# My NOS Primato



## zmudshark

More pics coming soon.


----------



## Pablo

Great photo.


----------



## barry1021

Get more pix up, we want to see the details, that frame looks like it was painted yesterday. It's going to be your favorite bike in a hurry.


----------



## Dave Hickey

Too damn sexy..........excellent........more...more...more....:thumbsup: :thumbsup: :thumbsup:


----------



## zmudshark

Been busy riding, here's another:


----------



## OperaLover

*Omg!*

I WANT IT! I am seriously jonesing for a DeRosa Primato!


----------



## zmudshark

Took me two years to find one my size.


So worth the wait.

Edit: I have to add that I was outbid on it at the last second by my well meaning friend, barry1021, who didn't have faith in my high bid.


----------



## Dave Hickey

I've never had a real desire to own an Italian frame except De Rosa....I've always wanted one.....the BB shell on yours is too cool.....


----------



## Guest

zmudshark said:


> Took me two years to find one my size.
> 
> 
> So worth the wait.
> 
> Edit: I have to add that I was outbid on it at the last second by my well meaning friend, barry1021, who didn't have faith in my high bid.
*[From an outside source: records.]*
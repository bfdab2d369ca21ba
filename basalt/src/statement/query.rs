use super::StatementConfig;
use basalt_cql::frame::types::{Consistency, SerialConsistency};
use std::time::Duration;

/// An unprepared CQL statement: query text plus execution options.
#[derive(Clone, Debug)]
pub struct Query {
    /// The statement text. The driver does not parse nor validate it; the
    /// server owns the grammar.
    pub contents: String,
    pub config: StatementConfig,
}

impl Query {
    pub fn new(contents: impl Into<String>) -> Self {
        Self {
            contents: contents.into(),
            config: StatementConfig::default(),
        }
    }

    pub fn with_page_size(mut self, page_size: i32) -> Self {
        self.config.page_size = Some(page_size);
        self
    }

    pub fn set_consistency(&mut self, consistency: Consistency) {
        self.config.consistency = Some(consistency);
    }

    pub fn set_serial_consistency(&mut self, serial_consistency: Option<SerialConsistency>) {
        self.config.serial_consistency = serial_consistency;
    }

    pub fn set_is_idempotent(&mut self, is_idempotent: bool) {
        self.config.is_idempotent = is_idempotent;
    }

    pub fn set_page_size(&mut self, page_size: i32) {
        self.config.page_size = Some(page_size);
    }

    pub fn set_tracing(&mut self, tracing: bool) {
        self.config.tracing = tracing;
    }

    pub fn set_request_timeout(&mut self, timeout: Option<Duration>) {
        self.config.request_timeout = timeout;
    }
}

impl From<String> for Query {
    fn from(contents: String) -> Query {
        Query::new(contents)
    }
}

impl From<&str> for Query {
    fn from(contents: &str) -> Query {
        Query::new(contents.to_owned())
    }
}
Neither of us had any faith in your "final" bid.

Who knows if we were right, but at least you have the bike.


----------



## zmudshark

toomanybikes said:


> Neither of us had any faith in your "final" bid.
> 
> Who knows if we were right, but at least you have the bike.


Well, since I was outbid by you two, I think it's safe to say I would have had it regardless. 

It's always good to have great friends watching out for you, though.:thumbsup:

Thanks 2many & b21!

Tomorrow, WE RIDE!


----------



## zmudshark

Dave Hickey said:


> I've never had a real desire to own an Italian frame except De Rosa....I've always wanted one.....the BB shell on yours is too cool.....


Thanks Dave. I have three steel De Rosa's and my wife has one. They are all fantastic machines.

The Primato is special, though. Extremely comfortable, yet responsive and rock steady.

If you ever see one in your size, grab it!


----------



## Guest

zmudshark said:


> Well, since I was outbid by you two, I think it's safe to say I would have had it regardless.
> 
> It's always good to have great friends watching out for you, though.:thumbsup:
> 
> Thanks 2many & b21!
> 
> Tomorrow, WE RIDE!


To be honest, you ride!

I am going to struggle along the side of the road like a fat wounded tortoise and have my girl pack drive the SAG wagon along behind me, so they can pick me up at about mile 8.


----------



## zmudshark

toomanybikes said:


> To be honest, you ride!
> 
> I am going to struggle along the side of the road like a fat wounded tortoise and have my girl pack drive the SAG wagon along behind me, so they can pick me up at about mile 8.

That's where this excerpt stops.